* Items from a dataset:
....
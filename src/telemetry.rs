//! OpenTelemetry export of client spans over OTLP/gRPC.
use std::sync::atomic::{AtomicBool, Ordering};
use std::time::Duration;

use opentelemetry::trace::TracerProvider as _;
use opentelemetry::{global, KeyValue};
use opentelemetry_otlp::{SpanExporter, WithExportConfig};
use opentelemetry_sdk::propagation::{BaggagePropagator, TraceContextPropagator};
use opentelemetry_sdk::runtime;
use opentelemetry_sdk::trace::span_processor_with_async_runtime::BatchSpanProcessor;
use opentelemetry_sdk::trace::{Sampler, SdkTracer, SdkTracerProvider};
use opentelemetry_sdk::Resource;

use crate::errors::{CliError, CliResult};

pub const SERVICE_NAME: &str = "cri-tools";
const TRACER_NAME: &str = "crictl";
const EXPORT_TIMEOUT: Duration = Duration::from_secs(5);

static INITIALIZED: AtomicBool = AtomicBool::new(false);

/// Probability that a root trace is sampled for a per-million rate.
pub fn sampling_ratio(rate_per_million: i64) -> f64 {
    match rate_per_million {
        0 => 0.0,
        n if n < 0 => 1.0,
        n => (n as f64 / 1_000_000.0).min(1.0),
    }
}

/// Negative rates sample everything, zero samples nothing. Any other rate
/// is parent based, so children of sampled remote traces stay sampled.
pub fn sampler_for(rate_per_million: i64) -> Sampler {
    match rate_per_million {
        0 => Sampler::AlwaysOff,
        n if n < 0 => Sampler::AlwaysOn,
        n => Sampler::ParentBased(Box::new(Sampler::TraceIdRatioBased(sampling_ratio(n)))),
    }
}

/// Owns the tracer provider; dropping it without [`TracingHandle::shutdown`]
/// loses any spans still queued.
#[derive(Debug)]
pub struct TracingHandle {
    provider: SdkTracerProvider,
}

impl TracingHandle {
    pub fn tracer(&self) -> SdkTracer {
        self.provider.tracer(TRACER_NAME)
    }

    /// Flushes queued spans and stops the exporter.
    pub async fn shutdown(self) {
        let provider = self.provider;
        let flushed = tokio::task::spawn_blocking(move || provider.shutdown()).await;
        match flushed {
            Ok(Ok(())) => {}
            Ok(Err(err)) => tracing::warn!("failed to flush spans: {err}"),
            Err(err) => tracing::warn!("span flush task failed: {err}"),
        }
    }
}

/// Installs the process-wide tracer provider exporting to `collector`
/// (`host:port`). A second call in the same process is refused.
pub fn initialize(collector: &str, rate_per_million: i64) -> CliResult<TracingHandle> {
    if INITIALIZED.swap(true, Ordering::SeqCst) {
        return Err(CliError::TracingInit("tracing is already initialized".into()));
    }

    let endpoint = if collector.contains("://") {
        collector.to_string()
    } else {
        format!("http://{collector}")
    };
    let exporter = SpanExporter::builder()
        .with_tonic()
        .with_endpoint(endpoint)
        .with_timeout(EXPORT_TIMEOUT)
        .build()
        .map_err(|err| CliError::TracingInit(err.to_string()))?;

    let host = hostname::get()
        .map_err(|err| CliError::TracingInit(format!("failed to read hostname: {err}")))?
        .to_string_lossy()
        .into_owned();
    let resource = Resource::builder()
        .with_service_name(SERVICE_NAME)
        .with_attributes([
            KeyValue::new("host.name", host),
            KeyValue::new("process.pid", i64::from(std::process::id())),
        ])
        .build();

    let processor = BatchSpanProcessor::builder(exporter, runtime::Tokio).build();
    let provider = SdkTracerProvider::builder()
        .with_span_processor(processor)
        .with_sampler(sampler_for(rate_per_million))
        .with_resource(resource)
        .build();

    global::set_text_map_propagator(opentelemetry::propagation::TextMapCompositePropagator::new(
        vec![
            Box::new(TraceContextPropagator::new()),
            Box::new(BaggagePropagator::new()),
        ],
    ));
    global::set_tracer_provider(provider.clone());

    tracing::debug!(collector, rate_per_million, "tracing initialized");
    Ok(TracingHandle { provider })
}

#[cfg(test)]
mod tests {
    use super::*;

    #[test]
    fn rate_maps_to_probability() {
        assert_eq!(sampling_ratio(0), 0.0);
        assert_eq!(sampling_ratio(-1), 1.0);
        assert_eq!(sampling_ratio(500_000), 0.5);
        assert_eq!(sampling_ratio(5_000_000), 1.0);
    }

    #[test]
    fn rate_maps_to_sampler() {
        assert!(matches!(sampler_for(0), Sampler::AlwaysOff));
        assert!(matches!(sampler_for(-7), Sampler::AlwaysOn));
        match sampler_for(250) {
            Sampler::ParentBased(root) => {
                assert!(matches!(*root, Sampler::TraceIdRatioBased(r) if r == 0.00025))
            }
            other => panic!("unexpected sampler {other:?}"),
        }
    }

    #[tokio::test(flavor = "multi_thread")]
    async fn second_initialization_is_refused() {
        let handle = initialize("127.0.0.1:4317", 0).unwrap();
        assert!(matches!(
            initialize("127.0.0.1:4317", 0),
            Err(CliError::TracingInit(_))
        ));
        handle.shutdown().await;
    }
}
....
* WHAT THE EXERCISE ASKS:
For each record above, print an exact copy.

* RESPONSE TO THIS TASK:
filename src/telemetry.rs
//! OpenTelemetry export of client spans over OTLP/gRPC.
use std::sync::atomic::{AtomicBool, Ordering};
use std::time::Duration;

use opentelemetry::trace::TracerProvider as _;
use opentelemetry::{global, KeyValue};
use opentelemetry_otlp::{SpanExporter, WithExportConfig};
use opentelemetry_sdk::propagation::{BaggagePropagator, TraceContextPropagator};
use opentelemetry_sdk::runtime;
use opentelemetry_sdk::trace::span_processor_with_async_runtime::BatchSpanProcessor;
use opentelemetry_sdk::trace::{Sampler, SdkTracer, SdkTracerProvider};
use opentelemetry_sdk::Resource;

use crate::errors::{CliError, CliResult};

pub const SERVICE_NAME: &str = "cri-tools";
const TRACER_NAME: &str = "crictl";
const EXPORT_TIMEOUT: Duration = Duration::from_secs(5);

static INITIALIZED: AtomicBool = AtomicBool::new(false);

/// Probability that a root trace is sampled for a per-million rate.
pub fn sampling_ratio(rate_per_million: i64) -> f64 {
    match rate_per_million {
        0 => 0.0,
        n if n < 0 => 1.0,
        n => (n as f64 / 1_000_000.0).min(1.0),
    }
}

/// Negative rates sample everything, zero samples nothing. Any other rate
/// is parent based, so children of sampled remote traces stay sampled.
pub fn sampler_for(rate_per_million: i64) -> Sampler {
    match rate_per_million {
        0 => Sampler::AlwaysOff,
        n if n < 0 => Sampler::AlwaysOn,
        n => Sampler::ParentBased(Box::new(Sampler::TraceIdRatioBased(sampling_ratio(n)))),
    }
}

/// Owns the tracer provider; dropping it without [`TracingHandle::shutdown`]
/// loses any spans still queued.
#[derive(Debug)]
pub struct TracingHandle {
    provider: SdkTracerProvider,
}

impl TracingHandle {
    pub fn tracer(&self) -> SdkTracer {
        self.provider.tracer(TRACER_NAME)
    }

    /// Flushes queued spans and stops the exporter.
    pub async fn shutdown(self) {
        let provider = self.provider;
        let flushed = tokio::task::spawn_blocking(move || provider.shutdown()).await;
        match flushed {
            Ok(Ok(())) => {}
            Ok(Err(err)) => tracing::warn!("failed to flush spans: {err}"),
            Err(err) => tracing::warn!("span flush task failed: {err}"),
        }
    }
}

/// Installs the process-wide tracer provider exporting to `collector`
/// (`host:port`). A second call in the same process is refused.
pub fn initialize(collector: &str, rate_per_million: i64) -> CliResult<TracingHandle> {
    if INITIALIZED.swap(true, Ordering::SeqCst) {
        return Err(CliError::TracingInit("tracing is already initialized".into()));
    }

    let endpoint = if collector.contains("://") {
        collector.to_string()
    } else {
        format!("http://{collector}")
    };
    let exporter = SpanExporter::builder()
        .with_tonic()
        .with_endpoint(endpoint)
        .with_timeout(EXPORT_TIMEOUT)
        .build()
        .map_err(|err| CliError::TracingInit(err.to_string()))?;

    let host = hostname::get()
        .map_err(|err| CliError::TracingInit(format!("failed to read hostname: {err}")))?
        .to_string_lossy()
        .into_owned();
    let resource = Resource::builder()
        .with_service_name(SERVICE_NAME)
        .with_attributes([
            KeyValue::new("host.name", host),
            KeyValue::new("process.pid", i64::from(std::process::id())),
        ])
        .build();

    let processor = BatchSpanProcessor::builder(exporter, runtime::Tokio).build();
    let provider = SdkTracerProvider::builder()
        .with_span_processor(processor)
        .with_sampler(sampler_for(rate_per_million))
        .with_resource(resource)
        .build();

    global::set_text_map_propagator(opentelemetry::propagation::TextMapCompositePropagator::new(
        vec![
            Box::new(TraceContextPropagator::new()),
            Box::new(BaggagePropagator::new()),
        ],
    ));
    global::set_tracer_provider(provider.clone());

    tracing::debug!(collector, rate_per_million, "tracing initialized");
    Ok(TracingHandle { provider })
}

#[cfg(test)]
mod tests {
    use super::*;

    #[test]
    fn rate_maps_to_probability() {
        assert_eq!(sampling_ratio(0), 0.0);
        assert_eq!(sampling_ratio(-1), 1.0);
        assert_eq!(sampling_ratio(500_000), 0.5);
        assert_eq!(sampling_ratio(5_000_000), 1.0);
    }

    #[test]
    fn rate_maps_to_sampler() {
        assert!(matches!(sampler_for(0), Sampler::AlwaysOff));
        assert!(matches!(sampler_for(-7), Sampler::AlwaysOn));
        match sampler_for(250) {
            Sampler::ParentBased(root) => {
                assert!(matches!(*root, Sampler::TraceIdRatioBased(r) if r == 0.00025))
            }
            other => panic!("unexpected sampler {other:?}"),
        }
    }

    #[tokio::test(flavor = "multi_thread")]
    async fn second_initialization_is_refused() {
        let handle = initialize("127.0.0.1:4317", 0).unwrap();
        assert!(matches!(
            initialize("127.0.0.1:4317", 0),
            Err(CliError::TracingInit(_))
        ));
        handle.shutdown().await;
    }
}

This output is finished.